| What to do |
Scan the material below for every line with the string "stacked", and copy those lines.

| Data excerpts |
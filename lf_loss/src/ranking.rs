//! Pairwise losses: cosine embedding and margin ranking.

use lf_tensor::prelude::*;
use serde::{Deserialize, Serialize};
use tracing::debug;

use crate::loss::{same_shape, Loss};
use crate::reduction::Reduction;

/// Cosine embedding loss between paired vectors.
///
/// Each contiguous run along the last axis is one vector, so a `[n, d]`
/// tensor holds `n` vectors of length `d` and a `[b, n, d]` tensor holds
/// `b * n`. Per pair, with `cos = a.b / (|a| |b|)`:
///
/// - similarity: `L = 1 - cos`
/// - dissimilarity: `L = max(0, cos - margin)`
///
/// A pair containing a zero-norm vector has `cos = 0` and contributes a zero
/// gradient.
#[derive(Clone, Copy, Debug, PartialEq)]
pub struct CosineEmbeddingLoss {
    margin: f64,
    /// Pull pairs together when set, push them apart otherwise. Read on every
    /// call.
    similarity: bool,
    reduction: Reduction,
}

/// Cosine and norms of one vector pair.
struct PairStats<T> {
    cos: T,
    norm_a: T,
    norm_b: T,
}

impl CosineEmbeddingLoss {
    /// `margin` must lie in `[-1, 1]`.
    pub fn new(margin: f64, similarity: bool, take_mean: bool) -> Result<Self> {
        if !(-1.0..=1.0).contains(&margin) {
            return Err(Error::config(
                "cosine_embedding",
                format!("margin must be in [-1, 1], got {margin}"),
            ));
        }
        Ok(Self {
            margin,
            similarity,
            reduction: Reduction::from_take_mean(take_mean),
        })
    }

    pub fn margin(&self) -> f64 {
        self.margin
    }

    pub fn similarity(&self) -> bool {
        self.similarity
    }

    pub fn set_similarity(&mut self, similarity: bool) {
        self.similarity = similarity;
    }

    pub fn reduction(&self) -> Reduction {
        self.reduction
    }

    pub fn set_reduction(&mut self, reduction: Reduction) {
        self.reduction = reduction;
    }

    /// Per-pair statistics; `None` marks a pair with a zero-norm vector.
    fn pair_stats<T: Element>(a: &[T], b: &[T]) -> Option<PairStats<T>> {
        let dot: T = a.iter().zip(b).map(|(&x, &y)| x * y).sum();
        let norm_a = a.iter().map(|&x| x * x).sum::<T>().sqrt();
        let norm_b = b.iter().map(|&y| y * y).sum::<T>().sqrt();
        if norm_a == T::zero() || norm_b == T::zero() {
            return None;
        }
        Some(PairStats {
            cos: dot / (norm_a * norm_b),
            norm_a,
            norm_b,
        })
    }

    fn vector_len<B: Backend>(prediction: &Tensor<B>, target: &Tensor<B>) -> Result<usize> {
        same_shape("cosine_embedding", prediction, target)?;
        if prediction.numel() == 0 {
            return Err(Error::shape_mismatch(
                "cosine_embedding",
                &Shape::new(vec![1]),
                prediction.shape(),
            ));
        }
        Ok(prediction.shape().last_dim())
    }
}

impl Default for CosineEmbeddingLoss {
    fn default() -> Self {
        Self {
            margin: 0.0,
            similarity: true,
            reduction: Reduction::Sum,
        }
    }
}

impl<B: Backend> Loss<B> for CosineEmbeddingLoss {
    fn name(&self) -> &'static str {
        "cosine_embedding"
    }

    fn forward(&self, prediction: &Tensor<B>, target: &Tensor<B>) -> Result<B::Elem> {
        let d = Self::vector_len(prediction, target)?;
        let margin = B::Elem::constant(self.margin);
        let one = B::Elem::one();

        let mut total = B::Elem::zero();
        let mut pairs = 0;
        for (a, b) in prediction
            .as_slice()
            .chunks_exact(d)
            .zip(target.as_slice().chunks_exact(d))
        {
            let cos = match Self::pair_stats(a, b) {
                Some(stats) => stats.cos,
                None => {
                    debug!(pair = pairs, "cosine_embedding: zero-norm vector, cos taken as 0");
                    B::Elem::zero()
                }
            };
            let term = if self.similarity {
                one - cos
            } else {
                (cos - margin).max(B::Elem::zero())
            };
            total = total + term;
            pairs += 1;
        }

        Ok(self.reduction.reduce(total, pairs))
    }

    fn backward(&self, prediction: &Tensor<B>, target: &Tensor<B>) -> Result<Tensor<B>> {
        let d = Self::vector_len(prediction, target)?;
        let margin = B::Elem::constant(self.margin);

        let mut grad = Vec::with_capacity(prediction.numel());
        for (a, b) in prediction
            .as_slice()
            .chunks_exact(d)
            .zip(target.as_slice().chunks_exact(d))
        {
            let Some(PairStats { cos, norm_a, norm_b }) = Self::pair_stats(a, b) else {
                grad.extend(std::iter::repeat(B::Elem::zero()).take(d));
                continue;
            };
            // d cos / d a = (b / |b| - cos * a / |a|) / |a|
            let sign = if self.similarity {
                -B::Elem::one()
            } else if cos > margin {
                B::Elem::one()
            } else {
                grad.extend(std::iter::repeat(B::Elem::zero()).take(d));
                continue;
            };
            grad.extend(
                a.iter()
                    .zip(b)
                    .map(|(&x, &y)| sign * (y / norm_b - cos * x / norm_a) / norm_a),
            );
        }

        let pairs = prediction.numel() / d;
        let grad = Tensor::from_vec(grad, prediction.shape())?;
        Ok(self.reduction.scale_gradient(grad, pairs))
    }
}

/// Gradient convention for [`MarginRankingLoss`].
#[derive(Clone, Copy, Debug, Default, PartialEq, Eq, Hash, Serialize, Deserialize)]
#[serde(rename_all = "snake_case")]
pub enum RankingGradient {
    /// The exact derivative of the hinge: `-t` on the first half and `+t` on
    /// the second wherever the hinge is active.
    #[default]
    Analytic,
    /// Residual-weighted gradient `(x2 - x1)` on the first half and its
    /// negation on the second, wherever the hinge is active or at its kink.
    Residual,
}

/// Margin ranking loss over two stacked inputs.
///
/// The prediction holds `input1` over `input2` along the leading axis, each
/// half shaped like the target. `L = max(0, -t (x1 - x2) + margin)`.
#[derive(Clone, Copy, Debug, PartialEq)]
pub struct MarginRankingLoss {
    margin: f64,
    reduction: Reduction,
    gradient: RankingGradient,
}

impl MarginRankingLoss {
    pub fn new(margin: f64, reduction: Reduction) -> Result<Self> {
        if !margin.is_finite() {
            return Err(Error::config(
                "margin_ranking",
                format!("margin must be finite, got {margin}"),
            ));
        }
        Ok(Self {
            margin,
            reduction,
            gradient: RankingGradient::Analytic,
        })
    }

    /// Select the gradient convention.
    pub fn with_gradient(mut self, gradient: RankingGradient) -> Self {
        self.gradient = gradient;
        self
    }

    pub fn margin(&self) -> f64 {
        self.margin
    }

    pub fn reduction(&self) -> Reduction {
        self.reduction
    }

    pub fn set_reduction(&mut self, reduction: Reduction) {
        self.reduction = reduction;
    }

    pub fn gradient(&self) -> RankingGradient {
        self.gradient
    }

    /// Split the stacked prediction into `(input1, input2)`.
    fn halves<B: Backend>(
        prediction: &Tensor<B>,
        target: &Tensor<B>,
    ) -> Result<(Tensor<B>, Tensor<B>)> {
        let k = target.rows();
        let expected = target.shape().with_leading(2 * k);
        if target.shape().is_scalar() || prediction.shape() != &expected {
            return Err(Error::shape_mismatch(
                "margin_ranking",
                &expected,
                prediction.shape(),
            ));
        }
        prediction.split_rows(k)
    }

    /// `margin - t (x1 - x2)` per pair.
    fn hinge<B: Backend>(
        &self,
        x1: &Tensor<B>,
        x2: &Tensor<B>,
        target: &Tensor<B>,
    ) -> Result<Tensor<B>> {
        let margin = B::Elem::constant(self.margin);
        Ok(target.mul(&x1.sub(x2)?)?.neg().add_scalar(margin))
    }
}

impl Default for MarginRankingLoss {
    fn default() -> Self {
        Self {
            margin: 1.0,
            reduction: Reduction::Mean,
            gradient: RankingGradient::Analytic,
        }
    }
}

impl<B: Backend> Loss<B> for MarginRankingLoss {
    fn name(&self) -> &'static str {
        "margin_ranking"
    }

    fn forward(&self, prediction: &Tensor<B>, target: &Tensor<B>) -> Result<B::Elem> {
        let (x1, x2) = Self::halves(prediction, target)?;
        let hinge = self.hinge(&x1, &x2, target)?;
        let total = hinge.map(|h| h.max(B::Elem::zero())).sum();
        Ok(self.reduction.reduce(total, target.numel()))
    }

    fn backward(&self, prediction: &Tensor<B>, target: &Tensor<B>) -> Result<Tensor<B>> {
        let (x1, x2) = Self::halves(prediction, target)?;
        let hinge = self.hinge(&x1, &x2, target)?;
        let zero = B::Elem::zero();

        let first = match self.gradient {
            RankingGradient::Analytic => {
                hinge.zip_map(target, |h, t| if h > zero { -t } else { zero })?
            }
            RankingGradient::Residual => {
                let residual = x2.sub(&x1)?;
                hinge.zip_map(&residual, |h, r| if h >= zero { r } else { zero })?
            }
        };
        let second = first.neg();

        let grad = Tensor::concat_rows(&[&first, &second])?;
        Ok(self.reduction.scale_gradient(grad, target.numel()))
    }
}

| Written response |
/// Margin ranking loss over two stacked inputs.
    /// Split the stacked prediction into `(input1, input2)`.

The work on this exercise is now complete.